The Machine Learning Fairy Tale – Does it End Happily?

There are two types of people on earth; those who need to know thestory-ending spoiler, and those who will do everything to avoid it.

If you are one of the latter, you might be shocked to hear that people actually like spoilers. Indeed, there is statistical probability that people exist who want to know the ending before they watch a film or read a book. In fact, I’m one of them. To be clear: I don’t go about my day telling people what happens in Game of Thrones. But, in the context of this post, I will do exactly that. Believe me, if you know even just a little bit about the ending, you are going to love this story even more. Think of it this way: we already know it’s likely most stories will eventually have a happy ending. Most fairy tales start with “once upon a time” and end with “they lived happily ever after”. For the majority of us, the most interesting part of the whole endeavour is witnessing how specific characters overcome obstacles to reach the inevitable happy-place.

What does Machine Learning’s story ending look like? 

If you had a chance to look at my first piece, “Before You Jump into the World of Machine Learning”, some of you may have been wondering “Is there a final answer (a.k.a. prediction outcome) at the end?”. Spoiler alert Number 1: Yes, there is. Without it, the story ultimately cannot end. However, even if we uncover a prediction outcome, it may not be exactly what we were searching for, meaning there may be more stories awaiting our ML adventurers.
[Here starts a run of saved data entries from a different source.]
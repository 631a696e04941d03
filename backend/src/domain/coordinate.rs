//! Geotagged points owned by passengers, drivers and ride endpoints.

use std::fmt;
use std::str::FromStr;

use chrono::{DateTime, Utc};
use serde::{Deserialize, Serialize};
use uuid::Uuid;

use super::user::UnknownVariant;

/// Discriminator for the entity a coordinate belongs to. For any
/// `(entity_id, entity_type)` pair at most one row has `is_current = true`.
#[derive(Debug, Clone, Copy, PartialEq, Eq, Serialize, Deserialize)]
#[serde(rename_all = "lowercase")]
pub enum EntityType {
    Driver,
    Passenger,
}

impl EntityType {
    pub fn as_str(&self) -> &'static str {
        match self {
            Self::Driver => "driver",
            Self::Passenger => "passenger",
        }
    }
}

impl fmt::Display for EntityType {
    fn fmt(&self, f: &mut fmt::Formatter<'_>) -> fmt::Result {
        f.write_str(self.as_str())
    }
}

impl FromStr for EntityType {
    type Err = UnknownVariant;

    fn from_str(value: &str) -> Result<Self, Self::Err> {
        match value {
            "driver" => Ok(Self::Driver),
            "passenger" => Ok(Self::Passenger),
            other => Err(UnknownVariant::new("entity type", other)),
        }
    }
}

/// A stored geotagged point. The optional fare/distance/duration attachments
/// are set when the coordinate describes a ride endpoint.
#[derive(Debug, Clone)]
pub struct Coordinate {
    pub id: Uuid,
    pub entity_id: Uuid,
    pub entity_type: EntityType,
    pub address: String,
    pub latitude: f64,
    pub longitude: f64,
    pub fare_amount: Option<f64>,
    pub distance_km: Option<f64>,
    pub duration_minutes: Option<i32>,
    pub is_current: bool,
    pub created_at: DateTime<Utc>,
    pub updated_at: DateTime<Utc>,
}

/// One driver location report bound for `location_history` and the current-
/// coordinate upsert.
#[derive(Debug, Clone)]
pub struct LocationSample {
    pub driver_id: Uuid,
    pub ride_id: Option<Uuid>,
    pub latitude: f64,
    pub longitude: f64,
    pub accuracy_meters: Option<f64>,
    pub speed_kmh: Option<f64>,
    pub heading_degrees: Option<f64>,
}

/// Inclusive latitude/longitude range check shared by every inbound surface.
pub fn validate_lat_lng(lat: f64, lng: f64) -> Result<(), super::Error> {
    if !(-90.0..=90.0).contains(&lat) {
        return Err(super::Error::invalid_request(
            "latitude out of range (-90..90)",
        ));
    }
    if !(-180.0..=180.0).contains(&lng) {
        return Err(super::Error::invalid_request(
            "longitude out of range (-180..180)",
        ));
    }
    Ok(())
}

#[cfg(test)]
mod tests {
    use super::*;
    use rstest::rstest;

    #[rstest]
    #[case(90.0, 180.0, true)]
    #[case(-90.0, -180.0, true)]
    #[case(0.0, 0.0, true)]
    #[case(90.0001, 0.0, false)]
    #[case(-90.0001, 0.0, false)]
    #[case(0.0, 180.0001, false)]
    #[case(0.0, -180.0001, false)]
    fn boundary_values_are_inclusive(#[case] lat: f64, #[case] lng: f64, #[case] ok: bool) {
        assert_eq!(validate_lat_lng(lat, lng).is_ok(), ok);
    }

    #[rstest]
    fn entity_type_round_trips() {
        assert_eq!("driver".parse::<EntityType>().expect("parse"), EntityType::Driver);
        assert_eq!(EntityType::Passenger.to_string(), "passenger");
    }
}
Finding answers in the first book doesn’t always mean we’ve read the whole series and concluded the tale. We need to ask ourselves the harder question: “What is the REAL ending message in the ML World?”. I personally think it might be the same as fairy tales:

“They found their data-driven decision with minimal prediction error and lived happily ever after.”
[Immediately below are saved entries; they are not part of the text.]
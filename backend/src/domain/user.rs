//! User account entity and its enumerations.

use std::fmt;
use std::str::FromStr;

use chrono::{DateTime, Utc};
use serde::{Deserialize, Serialize};
use uuid::Uuid;

/// Role carried by a user account. Immutable after registration.
#[derive(Debug, Clone, Copy, PartialEq, Eq, Hash, Serialize, Deserialize)]
#[serde(rename_all = "SCREAMING_SNAKE_CASE")]
pub enum Role {
    Passenger,
    Driver,
    Admin,
}

impl Role {
    pub fn as_str(&self) -> &'static str {
        match self {
            Self::Passenger => "PASSENGER",
            Self::Driver => "DRIVER",
            Self::Admin => "ADMIN",
        }
    }
}

impl fmt::Display for Role {
    fn fmt(&self, f: &mut fmt::Formatter<'_>) -> fmt::Result {
        f.write_str(self.as_str())
    }
}

impl FromStr for Role {
    type Err = UnknownVariant;

    fn from_str(value: &str) -> Result<Self, Self::Err> {
        match value {
            "PASSENGER" => Ok(Self::Passenger),
            "DRIVER" => Ok(Self::Driver),
            "ADMIN" => Ok(Self::Admin),
            other => Err(UnknownVariant::new("role", other)),
        }
    }
}

/// Account standing.
#[derive(Debug, Clone, Copy, PartialEq, Eq, Serialize, Deserialize)]
#[serde(rename_all = "SCREAMING_SNAKE_CASE")]
pub enum UserStatus {
    Active,
    Inactive,
    Banned,
}

impl UserStatus {
    pub fn as_str(&self) -> &'static str {
        match self {
            Self::Active => "ACTIVE",
            Self::Inactive => "INACTIVE",
            Self::Banned => "BANNED",
        }
    }
}

impl fmt::Display for UserStatus {
    fn fmt(&self, f: &mut fmt::Formatter<'_>) -> fmt::Result {
        f.write_str(self.as_str())
    }
}

impl FromStr for UserStatus {
    type Err = UnknownVariant;

    fn from_str(value: &str) -> Result<Self, Self::Err> {
        match value {
            "ACTIVE" => Ok(Self::Active),
            "INACTIVE" => Ok(Self::Inactive),
            "BANNED" => Ok(Self::Banned),
            other => Err(UnknownVariant::new("user status", other)),
        }
    }
}

/// A registered account. `attrs` holds free-form registration metadata
/// (display name, phone) and is only parsed at the API boundary.
#[derive(Debug, Clone)]
pub struct User {
    pub id: Uuid,
    pub email: String,
    pub role: Role,
    pub status: UserStatus,
    pub password_hash: String,
    pub attrs: serde_json::Value,
    pub created_at: DateTime<Utc>,
    pub updated_at: DateTime<Utc>,
}

impl User {
    /// Display name recorded at registration, if any.
    pub fn registration_name(&self) -> Option<&str> {
        self.attrs.get("name").and_then(serde_json::Value::as_str)
    }

    /// Phone number recorded at registration, if any.
    pub fn registration_phone(&self) -> Option<&str> {
        self.attrs.get("phone").and_then(serde_json::Value::as_str)
    }
}

/// Error raised when decoding an enum column or wire field fails.
#[derive(Debug, Clone, PartialEq, Eq, thiserror::Error)]
#[error("unknown {field}: {value}")]
pub struct UnknownVariant {
    field: &'static str,
    value: String,
}

impl UnknownVariant {
    pub fn new(field: &'static str, value: impl Into<String>) -> Self {
        Self {
            field,
            value: value.into(),
        }
    }
}

#[cfg(test)]
mod tests {
    use super::*;
    use rstest::rstest;
    use serde_json::json;

    #[rstest]
    #[case("PASSENGER", Role::Passenger)]
    #[case("DRIVER", Role::Driver)]
    #[case("ADMIN", Role::Admin)]
    fn role_round_trips(#[case] raw: &str, #[case] expected: Role) {
        assert_eq!(raw.parse::<Role>().expect("parse"), expected);
        assert_eq!(expected.to_string(), raw);
    }

    #[rstest]
    fn unknown_role_is_rejected() {
        let err = "DISPATCHER".parse::<Role>().expect_err("must fail");
        assert_eq!(err.to_string(), "unknown role: DISPATCHER");
    }

    #[rstest]
    fn registration_name_reads_attrs() {
        let user = User {
            id: Uuid::new_v4(),
            email: "p@example.com".into(),
            role: Role::Passenger,
            status: UserStatus::Active,
            password_hash: String::new(),
            attrs: json!({ "name": "Aliya", "phone": "+7 700 000 0000" }),
            created_at: Utc::now(),
            updated_at: Utc::now(),
        };
        assert_eq!(user.registration_name(), Some("Aliya"));
        assert_eq!(user.registration_phone(), Some("+7 700 000 0000"));
    }
}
When I was a student, I thought Machine Learning was all about prediction algorithms. In reality – this is not so true. The far more important things we should keep in mind are the implementation, application, or usage of ML predictions. Sometimes, it might be safer to call it a data-driven decision instead. I believe the ultimate purpose of using ML is to benefit mankind as much as possible, but there are a plethora of questions to be asked, processes to be created and decisions to be made before we reach that point.

As Jon Kleinberg, Computer Science Professor at Cornell University mentions in a faculty paper Human Decisions and Machine Predictions:

“Algorithms are a lens into human decision making.”
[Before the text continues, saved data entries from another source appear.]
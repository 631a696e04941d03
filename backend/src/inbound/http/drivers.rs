//! Driver HTTP handlers.
//!
//! ```text
//! POST /drivers/{driver_id}/online
//! POST /drivers/{driver_id}/offline
//! POST /drivers/{driver_id}/location
//! POST /drivers/{driver_id}/start
//! POST /drivers/{driver_id}/complete
//! ```
//!
//! All routes require a DRIVER access token whose subject matches the path
//! identifier.

use actix_web::{post, web, HttpResponse};
use serde::{Deserialize, Serialize};
use utoipa::ToSchema;
use uuid::Uuid;

use crate::domain::driver_service::{LocationPing, RideCompletion};
use crate::domain::Role;

use super::auth::AuthedUser;
use super::error::ApiResult;
use super::state::HttpState;
use super::validation::parse_uuid;

#[derive(Debug, Deserialize, Serialize, ToSchema)]
pub struct OnlineRequestBody {
    pub latitude: f64,
    pub longitude: f64,
}

#[derive(Debug, Serialize, ToSchema)]
pub struct OnlineResponseBody {
    pub status: String,
    #[schema(format = "uuid")]
    pub session_id: String,
    pub message: String,
}

#[derive(Debug, Serialize, ToSchema)]
pub struct SessionSummaryBody {
    pub duration_hours: f64,
    pub rides_completed: i32,
    pub earnings: f64,
}

#[derive(Debug, Serialize, ToSchema)]
pub struct OfflineResponseBody {
    pub status: String,
    #[schema(format = "uuid")]
    pub session_id: String,
    pub session_summary: SessionSummaryBody,
    pub message: String,
}

#[derive(Debug, Deserialize, Serialize, ToSchema)]
pub struct LocationRequestBody {
    pub latitude: f64,
    pub longitude: f64,
    #[serde(default)]
    pub accuracy_meters: f64,
    #[serde(default)]
    pub speed_kmh: f64,
    #[serde(default)]
    pub heading_degrees: f64,
}

#[derive(Debug, Serialize, ToSchema)]
pub struct LocationResponseBody {
    #[schema(format = "uuid")]
    pub coordinate_id: String,
    #[schema(format = "date-time")]
    pub updated_at: String,
}

#[derive(Debug, Deserialize, Serialize, ToSchema)]
pub struct PointBody {
    pub latitude: f64,
    pub longitude: f64,
}

#[derive(Debug, Deserialize, Serialize, ToSchema)]
pub struct StartRequestBody {
    #[schema(format = "uuid")]
    pub ride_id: String,
    pub driver_location: PointBody,
}

#[derive(Debug, Serialize, ToSchema)]
pub struct StartResponseBody {
    #[schema(format = "uuid")]
    pub ride_id: String,
    pub status: String,
    #[schema(format = "date-time")]
    pub started_at: String,
    pub message: String,
}

#[derive(Debug, Deserialize, Serialize, ToSchema)]
pub struct CompleteRequestBody {
    #[schema(format = "uuid")]
    pub ride_id: String,
    pub final_location: PointBody,
    pub actual_distance_km: f64,
    pub actual_duration_minutes: f64,
}

#[derive(Debug, Serialize, ToSchema)]
pub struct CompleteResponseBody {
    #[schema(format = "uuid")]
    pub ride_id: String,
    pub status: String,
    #[schema(format = "date-time")]
    pub completed_at: String,
    pub driver_earning: f64,
    pub message: String,
}

fn authorized_driver(user: &AuthedUser, path_id: &str) -> ApiResult<Uuid> {
    user.require_role(Role::Driver)?;
    let driver_id = parse_uuid(path_id, "driver_id")?;
    user.require_subject(driver_id)?;
    Ok(driver_id)
}

/// Open a shift and start receiving offers.
#[utoipa::path(
    post,
    path = "/drivers/{driver_id}/online",
    request_body = OnlineRequestBody,
    responses(
        (status = 200, description = "Driver online", body = OnlineResponseBody),
        (status = 403, description = "Token subject does not match path"),
        (status = 409, description = "Driver is not offline")
    ),
    params(("driver_id" = String, Path, description = "Driver identifier")),
    tags = ["drivers"]
)]
#[post("/drivers/{driver_id}/online")]
pub async fn go_online(
    state: web::Data<HttpState>,
    user: AuthedUser,
    path: web::Path<String>,
    body: web::Json<OnlineRequestBody>,
) -> ApiResult<HttpResponse> {
    let driver_id = authorized_driver(&user, &path.into_inner())?;

    let session = state
        .drivers
        .go_online(driver_id, body.latitude, body.longitude)
        .await?;

    Ok(HttpResponse::Ok().json(OnlineResponseBody {
        status: session.status.to_string(),
        session_id: session.session_id.to_string(),
        message: "You are now online and ready to accept rides".to_string(),
    }))
}

/// Close the shift.
#[utoipa::path(
    post,
    path = "/drivers/{driver_id}/offline",
    responses(
        (status = 200, description = "Driver offline", body = OfflineResponseBody),
        (status = 409, description = "Driver is on an active job")
    ),
    params(("driver_id" = String, Path, description = "Driver identifier")),
    tags = ["drivers"]
)]
#[post("/drivers/{driver_id}/offline")]
pub async fn go_offline(
    state: web::Data<HttpState>,
    user: AuthedUser,
    path: web::Path<String>,
) -> ApiResult<HttpResponse> {
    let driver_id = authorized_driver(&user, &path.into_inner())?;

    let summary = state.drivers.go_offline(driver_id).await?;

    Ok(HttpResponse::Ok().json(OfflineResponseBody {
        status: crate::domain::DriverStatus::Offline.to_string(),
        session_id: summary.session_id.to_string(),
        session_summary: SessionSummaryBody {
            duration_hours: summary.duration_hours,
            rides_completed: summary.rides_completed,
            earnings: summary.earnings,
        },
        message: "You are now offline".to_string(),
    }))
}

/// Report the driver's current position.
#[utoipa::path(
    post,
    path = "/drivers/{driver_id}/location",
    request_body = LocationRequestBody,
    responses(
        (status = 200, description = "Location stored", body = LocationResponseBody),
        (status = 400, description = "Out-of-range coordinates or metrics"),
        (status = 409, description = "Driver is offline")
    ),
    params(("driver_id" = String, Path, description = "Driver identifier")),
    tags = ["drivers"]
)]
#[post("/drivers/{driver_id}/location")]
pub async fn update_location(
    state: web::Data<HttpState>,
    user: AuthedUser,
    path: web::Path<String>,
    body: web::Json<LocationRequestBody>,
) -> ApiResult<HttpResponse> {
    let driver_id = authorized_driver(&user, &path.into_inner())?;

    let saved = state
        .drivers
        .update_location(
            driver_id,
            LocationPing {
                latitude: body.latitude,
                longitude: body.longitude,
                accuracy_meters: body.accuracy_meters,
                speed_kmh: body.speed_kmh,
                heading_degrees: body.heading_degrees,
            },
        )
        .await?;

    Ok(HttpResponse::Ok().json(LocationResponseBody {
        coordinate_id: saved.coordinate_id.to_string(),
        updated_at: saved.recorded_at.to_rfc3339(),
    }))
}

/// Begin the trip for a matched ride.
#[utoipa::path(
    post,
    path = "/drivers/{driver_id}/start",
    request_body = StartRequestBody,
    responses(
        (status = 200, description = "Ride started", body = StartResponseBody),
        (status = 409, description = "Ride finished or driver unavailable")
    ),
    params(("driver_id" = String, Path, description = "Driver identifier")),
    tags = ["drivers"]
)]
#[post("/drivers/{driver_id}/start")]
pub async fn start_ride(
    state: web::Data<HttpState>,
    user: AuthedUser,
    path: web::Path<String>,
    body: web::Json<StartRequestBody>,
) -> ApiResult<HttpResponse> {
    let driver_id = authorized_driver(&user, &path.into_inner())?;
    let ride_id = parse_uuid(&body.ride_id, "ride_id")?;

    let started = state
        .drivers
        .start_ride(
            driver_id,
            ride_id,
            body.driver_location.latitude,
            body.driver_location.longitude,
        )
        .await?;

    Ok(HttpResponse::Ok().json(StartResponseBody {
        ride_id: started.ride_id.to_string(),
        status: started.driver_status.to_string(),
        started_at: started.started_at.to_rfc3339(),
        message: "Ride started successfully".to_string(),
    }))
}

/// Finish the trip and collect the earning.
#[utoipa::path(
    post,
    path = "/drivers/{driver_id}/complete",
    request_body = CompleteRequestBody,
    responses(
        (status = 200, description = "Ride completed", body = CompleteResponseBody),
        (status = 400, description = "Non-positive actuals or bad coordinates"),
        (status = 409, description = "Ride finished or driver not busy")
    ),
    params(("driver_id" = String, Path, description = "Driver identifier")),
    tags = ["drivers"]
)]
#[post("/drivers/{driver_id}/complete")]
pub async fn complete_ride(
    state: web::Data<HttpState>,
    user: AuthedUser,
    path: web::Path<String>,
    body: web::Json<CompleteRequestBody>,
) -> ApiResult<HttpResponse> {
    let driver_id = authorized_driver(&user, &path.into_inner())?;
    let ride_id = parse_uuid(&body.ride_id, "ride_id")?;

    let completed = state
        .drivers
        .complete_ride(
            driver_id,
            RideCompletion {
                ride_id,
                final_latitude: body.final_location.latitude,
                final_longitude: body.final_location.longitude,
                actual_distance_km: body.actual_distance_km,
                actual_duration_minutes: body.actual_duration_minutes,
            },
        )
        .await?;

    Ok(HttpResponse::Ok().json(CompleteResponseBody {
        ride_id: completed.ride_id.to_string(),
        status: completed.driver_status.to_string(),
        completed_at: completed.completed_at.to_rfc3339(),
        driver_earning: completed.driver_earning,
        message: "Ride completed successfully".to_string(),
    }))
}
If you’re interested in learning more about how ML can be used to improve human decision-making, specifically to construct unbiased judicial decisions in a courtroom, then I highly recommend the read.

Before we go too far down Alice’s rabbit hole: I do not think machines should make all decisions for humankind. If we do that, we could end up with this:

I am more focused on what necessary conditions we as a species need to uncover to find those happy-endings. Let’s put aside the definition of the decision and its consequences (error types) for a moment and focus only on the math-free explanation. We need to get comfortable with the whole point of an ML exercise: how can we measure or evaluate whether we are going to be satisfied with its decision or not? This is not an easy job. Why? Just look at the world around us. We live in uncertainty which is full of noise, randomness and errors.

I believe statistics and data science is the study of measuring uncertainty. This study is supported by big data cloud environments provided by companies like Amazon (AWS), Google (Cloud), and Microsoft (Azure), data that can be effectively stored to increase the accuracy of measuring uncertainty. To wrap all these thoughts up, if we can quantify the uncertainty and measure the decision error rate precisely, these factors could be the key to making satisfactory decisions.

Are we there yet?

Spoiler alert Number 2: All of this comes down to a continuous circle of ‘yes’ vs. ‘no’ until we can all accept the decision. Data can be explained through imagining the steps of a journey. Each data-set has unique characteristics such as the size, existence of missingness, number of features (columns), imbalances in the target feature etc. Regardless of which characteristics the data portrays, there is no way for us to know for sure until we explore the data. Many investors and decision-makers are hesitant to know the data inside & out, but without the journey of exploring the data, we cannot reach the happy-endings.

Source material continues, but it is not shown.